Dark Reign: The List #7–Wolverine
Jason Aaron, writer
Esad Ribic, artist
Marvel, October 2009
48 pages
$3.99
Well well well, looks like Marvel decided maybe they should have strained that Grant Morrison bathwater for babies before they threw it all out. Yeah, Joss Whedon (and, in those nobly intentioned but ill-conceived Phoenix minis, Greg Pak) got to nod in New X-Men‘s direction now and then–Cassandra Nova, a one-line reference to Magneto’s trashing of Manhattan, even the Bug Room. But other than wiping out Genosha, killing Jean Grey, and establishing Emma Frost as the X-Men’s new HBIC, Marvel basically ran, not walked, away from Morrison’s ideas and tone alike. (Exhibit A: that Xorn arc from New Avengers.) So writer Jason Aaron’s full-fledged Morrison Marvel Team-Up in this very very central event title, pitting Wolverine, Marvel Boy (!), and Fantomex (!!!) against Norman Osborn for the fate of The World (i.e. the Morrison-created birthplace of the Weapon Plus program that spawned everyone from Captain America to the ol’ Canucklehead), is something of a turning point. Certainly I didn’t expect to see a French-accented international man of mystery playing a role in Dark Reign, except perhaps as someone for Ares to chop in half in a throwaway sequence in Dark Avengers.

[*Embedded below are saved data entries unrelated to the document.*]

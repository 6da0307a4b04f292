//! Fatal-signal reporting.
//!
//! The handler may interrupt a thread that holds the tracer's guard, the
//! checkpoint lock or libc's heap lock, so it takes no locks and allocates
//! nothing: it reads the checkpoint ring racily, formats on the stack and
//! writes straight to stderr. `backtrace()` is warmed up at install time,
//! since its first call loads the unwinder with `dlopen()`.

use std::{
    fmt::Write,
    io, mem, ptr,
    sync::atomic::{AtomicBool, AtomicPtr, Ordering},
};

use libc::{c_int, c_void, SIGABRT, SIGBUS, SIGFPE, SIGILL, SIGSEGV, SIGTERM};

use super::checkpoint::CheckpointRing;
use crate::{
    error::{Result, TraceError},
    util::print::{write_fd, StackWriter, STDERR},
};

pub const FATAL_SIGNALS: [c_int; 6] = [SIGABRT, SIGILL, SIGBUS, SIGSEGV, SIGTERM, SIGFPE];

const MAX_FRAMES: usize = 64;

extern "C" {
    fn backtrace(buffer: *mut *mut c_void, size: c_int) -> c_int;
    fn backtrace_symbols_fd(buffer: *const *mut c_void, size: c_int, fd: c_int);
}

static INSTALLED: AtomicBool = AtomicBool::new(false);
static RING: AtomicPtr<CheckpointRing> = AtomicPtr::new(ptr::null_mut());

/// Install the fatal-signal handler, reporting from `ring`. Handlers stay
/// installed for the life of the process; later calls only change which ring
/// is dumped.
pub fn install_handlers(ring: &'static CheckpointRing) -> Result<()> {
    RING.store(ring as *const CheckpointRing as *mut _, Ordering::Release);
    if INSTALLED.load(Ordering::Acquire) {
        return Ok(());
    }

    let mut frames = [ptr::null_mut(); 1];
    // SAFETY: `frames` has room for one entry
    unsafe { backtrace(frames.as_mut_ptr(), 1) };

    for &signal in &FATAL_SIGNALS {
        // SAFETY: `sigaction` is plain old data
        let mut action: libc::sigaction = unsafe { mem::zeroed() };
        action.sa_sigaction = handle_fatal_signal as extern "C" fn(c_int) as libc::sighandler_t;
        action.sa_flags = libc::SA_RESETHAND;
        // SAFETY: `action` is a valid `sigaction` and the handler is
        // async-signal-safe
        let rc = unsafe {
            libc::sigemptyset(&mut action.sa_mask);
            libc::sigaction(signal, &action, ptr::null_mut())
        };
        if rc != 0 {
            return Err(TraceError::SignalHandler {
                signal,
                source: io::Error::last_os_error(),
            });
        }
    }
    INSTALLED.store(true, Ordering::Release);
    Ok(())
}

pub fn is_installed() -> bool {
    INSTALLED.load(Ordering::Acquire)
}

pub fn signal_name(signal: c_int) -> &'static str {
    match signal {
        SIGABRT => "SIGABRT",
        SIGILL => "SIGILL",
        SIGBUS => "SIGBUS",
        SIGSEGV => "SIGSEGV",
        SIGTERM => "SIGTERM",
        SIGFPE => "SIGFPE",
        _ => "unknown",
    }
}

extern "C" fn handle_fatal_signal(signal: c_int) {
    let mut line = StackWriter::<128>::new();
    let _ = writeln!(line, "caught signal {} ({})", signal, signal_name(signal));
    write_fd(STDERR, line.as_bytes());

    let ring = RING.load(Ordering::Acquire);
    if !ring.is_null() {
        // SAFETY: only `&'static CheckpointRing`s are stored
        unsafe { &*ring }.dump(STDERR);
    }

    write_fd(STDERR, b"stack trace:\n");
    let mut frames = [ptr::null_mut(); MAX_FRAMES];
    // SAFETY: `frames` holds `MAX_FRAMES` entries, and `backtrace()` was
    // already called once outside the handler
    unsafe {
        let n = backtrace(frames.as_mut_ptr(), MAX_FRAMES as c_int);
        backtrace_symbols_fd(frames.as_ptr(), n, STDERR);
    }

    // The disposition was reset on entry, so this terminates once we return
    // and the signal is unblocked.
    // SAFETY: `raise()` is async-signal-safe
    unsafe { libc::raise(signal) };
}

What’s impressive about this is that rather than try to ape high Morrisonian “mad ideas” (except for a played-for-laughs viral-religion thing), Aaron riffs on an entirely different Morrison tone: cheeky high-concept comedy. Instead of writing Marvel Boy as some sort of brooding military brat, Aaron returns him to the quasi-Clockwork Orange blend of arrogance, ultraviolence, and killer good looks that made his original Morrison miniseries such a hoot. He’s like Chuck Bass with insect DNA. (Okay, more insect DNA.) Similarly, Fantomex is treated as a charming rogue with a cool white uniform rather than Aaron simply waving his hands in the face of his weird power set and Frenchness and giving up or phoning in some black-ops boilerplate. Wolverine actually plays a supporting role more than anything else, but when he’s unleashed, it’s in a splatstick fashion consistent with the joli-laid physicality Morrison’s collaborator Frank Quitely imbued him with. Ribic’s art goes a long way in this regard–I’d previously known him only for his admittedly dynamic Alex Ross-indebted painted work, but his pencils have a cartoony zest that would be right at home on some three-issue Vertigo miniseries.
What does it all mean in the context of Dark Reign and The List and so on? As best I can tell, not much. But reintegrating Morrison’s many toys into the mainstream Marvel Universe, as opposed to the province of editorially hands-off limited series, is pretty momentous in and of itself. Fingers crossed we’ll see the Phoenix Corps again when all is said and done.
Tags: comics, comics reviews, Comics Time, reviews
A return of the Phoenix Corp might even get me to pick up an X title if the creative team behind it were to my tastes. That was such a nifty concept (assuming I understood it right).